For a second, even Mark did not move.
There it was.
Not proof of a flirtation.
Not proof of an affair only.
A question that landed in the kitchen like a second witness.
The dispatcher went silent for half a breath.
I realized she had heard me read it out loud because I had not meant to say it, but I had.
Mark turned slowly.
“She didn’t mean that,” he whispered.
The pounding came again.
“Open the door, Mark,” the officer shouted.
Hearing his name from the other side did something to him.
His knees bent.
Not all the way.
Just enough to make him grab for the hallway table.
His hand knocked the little framed ultrasound photo off the edge.

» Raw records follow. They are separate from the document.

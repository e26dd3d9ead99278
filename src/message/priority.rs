//! # Message priority levels.
//!
//! Priority is threaded through messages and queue envelopes, but the dispatcher
//! does not reorder work by it: envelopes are drained in FIFO order.

use serde::{Deserialize, Serialize};

/// Priority tag carried by a message.
#[derive(Clone, Copy, Debug, Default, PartialEq, Eq, PartialOrd, Ord, Hash, Serialize, Deserialize)]
#[serde(rename_all = "snake_case")]
pub enum Priority {
    /// Background work.
    Low,
    /// Default for `publish` and `publish_sync`.
    #[default]
    Normal,
    /// Above normal.
    High,
    /// Highest level.
    Urgent,
}

impl Priority {
    /// Returns a short stable label (snake_case) for use in logs/metrics.
    pub fn as_label(&self) -> &'static str {
        match self {
            Priority::Low => "low",
            Priority::Normal => "normal",
            Priority::High => "high",
            Priority::Urgent => "urgent",
        }
    }
}

#[cfg(test)]
mod tests {
    use super::*;

    #[test]
    fn ordering_and_default() {
        assert_eq!(Priority::default(), Priority::Normal);
        assert!(Priority::Low < Priority::Normal);
        assert!(Priority::High < Priority::Urgent);
    }

    #[test]
    fn serde_uses_snake_case() {
        let s = serde_json::to_string(&Priority::Urgent).unwrap();
        assert_eq!(s, "\"urgent\"");
        let p: Priority = serde_json::from_str("\"low\"").unwrap();
        assert_eq!(p, Priority::Low);
    }
}
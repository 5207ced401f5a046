// src/engine/hints.rs

//! Troubleshooting hints derived from a failed task's log.

use std::collections::BTreeSet;
use std::sync::OnceLock;

use regex::Regex;
use tracing::warn;

use crate::types::BackendChoice;

/// A suggestion for the operator after a failure.
#[derive(Debug, Clone, PartialEq, Eq)]
pub enum Hint {
    /// The graphics stack failed to initialise; try another backend.
    GraphicsFailure { suggested: BackendChoice },
    /// A 32-bit program needed WoW64 support the runtime lacks.
    Missing32BitSupport,
    /// A DLL could not be loaded; installing a component may help.
    MissingLibrary { name: String },
}

impl std::fmt::Display for Hint {
    fn fmt(&self, f: &mut std::fmt::Formatter<'_>) -> std::fmt::Result {
        match self {
            Hint::GraphicsFailure { suggested } => write!(
                f,
                "graphics initialisation failed; try `winepilot backend --set {suggested}`"
            ),
            Hint::Missing32BitSupport => f.write_str(
                "a 32-bit component failed to load; use a runtime with 32-bit (WoW64) support",
            ),
            Hint::MissingLibrary { name } => write!(
                f,
                "library {name} could not be loaded; a redistributable component may be missing"
            ),
        }
    }
}

struct Patterns {
    graphics: Regex,
    missing_library: Regex,
}

fn patterns() -> Option<&'static Patterns> {
    static PATTERNS: OnceLock<Option<Patterns>> = OnceLock::new();
    PATTERNS
        .get_or_init(|| {
            let graphics = Regex::new(r"(?i)(vk_error|vulkan.*(fail|error|not supported)|dri3.*(fail|error|not)|failed to create.*device)");
            let missing = Regex::new(r"(?i)library\s+(\S+\.dll)\s+.*not found");
            match (graphics, missing) {
                (Ok(graphics), Ok(missing_library)) => Some(Patterns {
                    graphics,
                    missing_library,
                }),
                (Err(e), _) | (_, Err(e)) => {
                    warn!(error = %e, "invalid hint pattern");
                    None
                }
            }
        })
        .as_ref()
}

/// Inspect `log` for known failure signatures. Each hint appears at most once.
pub fn derive_hints(log: &[String]) -> Vec<Hint> {
    let Some(p) = patterns() else {
        return Vec::new();
    };

    let mut hints = Vec::new();
    if log.iter().any(|l| p.graphics.is_match(l)) {
        hints.push(Hint::GraphicsFailure {
            suggested: BackendChoice::LegacyGl,
        });
    }

    if log.iter().any(|l| {
        let lower = l.to_lowercase();
        lower.contains("syswow64") && lower.contains("ntdll.dll")
    }) {
        hints.push(Hint::Missing32BitSupport);
    }

    let libraries: BTreeSet<String> = log
        .iter()
        .filter_map(|l| p.missing_library.captures(l))
        .filter_map(|c| c.get(1))
        .map(|m| m.as_str().trim_matches(['"', '\'']).to_lowercase())
        .collect();
    hints.extend(libraries.into_iter().map(|name| Hint::MissingLibrary { name }));

    hints
}
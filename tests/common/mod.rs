#![allow(dead_code)]

pub use winepilot_test_utils::builders;
pub use winepilot_test_utils::process;
pub use winepilot_test_utils::{init_tracing, with_timeout};
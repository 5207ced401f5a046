// src/main.rs

use winepilot::{cli, logging, run};

#[tokio::main]
async fn main() {
    match run_main().await {
        Ok(code) => std::process::exit(code),
        Err(err) => {
            eprintln!("winepilot error: {err:?}");
            std::process::exit(1);
        }
    }
}

async fn run_main() -> anyhow::Result<i32> {
    let args = cli::parse();
    logging::init_logging(args.log_level)?;
    run(args).await
}
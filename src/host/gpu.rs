// src/host/gpu.rs

use std::sync::OnceLock;
use std::time::Duration;

use regex::Regex;
use tokio::process::Command;
use tokio::time::timeout;
use tracing::{debug, warn};

use crate::types::{BackendChoice, GpuVendor};

const LSPCI_TIMEOUT: Duration = Duration::from_secs(5);

/// A display adapter from the PCI device list.
#[derive(Debug, Clone, PartialEq, Eq)]
pub struct GpuInfo {
    pub vendor: GpuVendor,
    pub name: String,
}

impl GpuInfo {
    /// Non-binding backend suggestion for this adapter.
    pub fn recommended_backend(&self) -> Option<BackendChoice> {
        match self.vendor {
            GpuVendor::Nvidia | GpuVendor::Amd => Some(BackendChoice::PerformanceVulkan),
            GpuVendor::Intel => Some(BackendChoice::LegacyGl),
            GpuVendor::Other => None,
        }
    }
}

fn controller_pattern() -> Option<&'static Regex> {
    static RE: OnceLock<Option<Regex>> = OnceLock::new();
    RE.get_or_init(|| {
        match Regex::new(r"(?i)(?:VGA compatible controller|3D controller|Display controller)[^:]*:\s*(.+)$") {
            Ok(re) => Some(re),
            Err(e) => {
                warn!(error = %e, "invalid display controller pattern");
                None
            }
        }
    })
    .as_ref()
}

/// Extract display adapters from `lspci` output.
pub fn parse_lspci(output: &str) -> Vec<GpuInfo> {
    let Some(re) = controller_pattern() else {
        return Vec::new();
    };
    output
        .lines()
        .filter_map(|line| re.captures(line.trim()))
        .filter_map(|caps| caps.get(1))
        .map(|m| {
            let name = m.as_str().trim().to_string();
            GpuInfo {
                vendor: classify_vendor(&name),
                name,
            }
        })
        .collect()
}

fn classify_vendor(name: &str) -> GpuVendor {
    let lower = name.to_lowercase();
    if lower.contains("nvidia") {
        GpuVendor::Nvidia
    } else if lower.contains("amd") || lower.contains("ati ") || lower.contains("radeon") {
        GpuVendor::Amd
    } else if lower.contains("intel") {
        GpuVendor::Intel
    } else {
        GpuVendor::Other
    }
}

/// Run `lspci` and parse its display adapters. Any failure yields an empty list.
pub async fn detect_gpus() -> Vec<GpuInfo> {
    let mut cmd = Command::new("lspci");
    cmd.kill_on_drop(true);

    match timeout(LSPCI_TIMEOUT, cmd.output()).await {
        Ok(Ok(out)) if out.status.success() => {
            let gpus = parse_lspci(&String::from_utf8_lossy(&out.stdout));
            debug!(count = gpus.len(), "detected display adapters");
            gpus
        }
        Ok(Ok(out)) => {
            debug!(code = ?out.status.code(), "lspci exited unsuccessfully");
            Vec::new()
        }
        Ok(Err(e)) => {
            debug!(error = %e, "lspci unavailable");
            Vec::new()
        }
        Err(_) => {
            warn!(timeout = ?LSPCI_TIMEOUT, "lspci timed out");
            Vec::new()
        }
    }
}

/// First recommendation among `gpus`, preferring discrete vendors.
pub fn recommend(gpus: &[GpuInfo]) -> Option<(BackendChoice, &GpuInfo)> {
    gpus.iter()
        .find(|g| matches!(g.vendor, GpuVendor::Nvidia | GpuVendor::Amd))
        .or_else(|| gpus.iter().find(|g| g.vendor == GpuVendor::Intel))
        .and_then(|g| g.recommended_backend().map(|b| (b, g)))
}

It hit the floor faceup between us.
Twenty weeks.
Tiny nose.
Tiny hand near the face.
A black-and-white picture I had shown him when I still believed fatherhood might soften him.
He looked down at it.
Then he looked at me.
For the first time that night, he did not seem angry.
He seemed cornered.
That was not the same as remorse.
The officer outside spoke again.
“Ma’am, if you can hear me, move away from the door.”
I could not move far.
I dragged myself backward with my elbow until my shoulder touched the lower cabinet.
Every inch of my stomach hurt.
The dispatcher stayed with me.
“You’re doing good,” she said. “Keep breathing.
Medical is there.”
Medical.
That word cracked something open in me.
I had been so focused on getting help inside the house that I had not let myself think about what might be happening inside my body.
The baby had moved.
But not much.
Not enough.
The deadbolt turned.
Mark opened the door only a few inches, maybe hoping he could control the space.
He could not.
The officers pushed in with the kind of controlled urgency that made the hallway shrink.
One officer moved Mark back from the door.
Another came toward me, then stopped just far enough away not to crowd me.
Behind them, on the porch, I saw a paramedic lifting a medical bag.
A small American flag hung from the porch rail, snapping lightly in the cold evening air.
I had bought it at the grocery store before Memorial Day because it was three dollars and cheerful.
I remember staring at it as if it belonged to another life.
“Ma’am,” the paramedic said, kneeling near the kitchen doorway, “how far along are you?”
“Seven months,” I said.
“Any bleeding?”
“I don’t know.”
“Pain?”
“Yes.”
Mark started talking over us.
“She slipped. She’s been emotional all day.
She saw a text and started screaming.”
The officer nearest him turned his head slowly.
“Sir, stop talking.”
Mark did not stop.
“She’s making this into something it’s not.”
The officer looked toward the overturned chair, the sauce on the cabinets, the phone in my hand, the ultrasound picture on the floor.
Then he looked back at Mark.
“Put your hands where I can see them.”
Mark’s face tightened.
“I didn’t do anything.”
The dispatcher was still on my phone.
The paramedic gently asked if he could check my pulse.
I nodded.
His fingers were cool against my wrist.
He asked about fetal movement.
I told him the truth.
“Twice. Weak.”
The word weak made the kitchen blur.
I had not cried when Mark kicked me.
I had not cried when he told me to lose the baby.